→ **Task directions**
Nothing but an exact reprint of the records is to be returned.

→ **The data**
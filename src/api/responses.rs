use axum::extract::{Path, State};
use axum::{routing::get, Json, Router};

use crate::api::errors::ApiError;
use crate::api::guards::CurrentUser;
use crate::core::state::AppState;
use crate::schemas::response::ResponseRecord;

pub(crate) fn router() -> Router<AppState> {
    Router::new().route("/:response_id", get(get_response))
}

/// Readable by its author and by whoever controls the evaluation.
async fn get_response(
    Path(response_id): Path<String>,
    CurrentUser(user): CurrentUser,
    State(state): State<AppState>,
) -> Result<Json<ResponseRecord>, ApiError> {
    let service = state.evaluations();
    let response = service
        .get_response_by_id(&response_id)
        .await?
        .ok_or_else(|| ApiError::NotFound("Response not found".to_string()))?;

    if response.owner_id != user.id
        && !service.can_control_evaluation(&user.id, &response.evaluation_id).await?
    {
        return Err(ApiError::Forbidden("Not allowed to read this response"));
    }

    Ok(Json(ResponseRecord::from_db(response)))
}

→ **Result**
filename src/api/responses.rs
use axum::extract::{Path, State};
use axum::{routing::get, Json, Router};

use crate::api::errors::ApiError;
use crate::api::guards::CurrentUser;
use crate::core::state::AppState;
use crate::schemas::response::ResponseRecord;

pub(crate) fn router() -> Router<AppState> {
    Router::new().route("/:response_id", get(get_response))
}

/// Readable by its author and by whoever controls the evaluation.
async fn get_response(
    Path(response_id): Path<String>,
    CurrentUser(user): CurrentUser,
    State(state): State<AppState>,
) -> Result<Json<ResponseRecord>, ApiError> {
    let service = state.evaluations();
    let response = service
        .get_response_by_id(&response_id)
        .await?
        .ok_or_else(|| ApiError::NotFound("Response not found".to_string()))?;

    if response.owner_id != user.id
        && !service.can_control_evaluation(&user.id, &response.evaluation_id).await?
    {
        return Err(ApiError::Forbidden("Not allowed to read this response"));
    }

    Ok(Json(ResponseRecord::from_db(response)))
}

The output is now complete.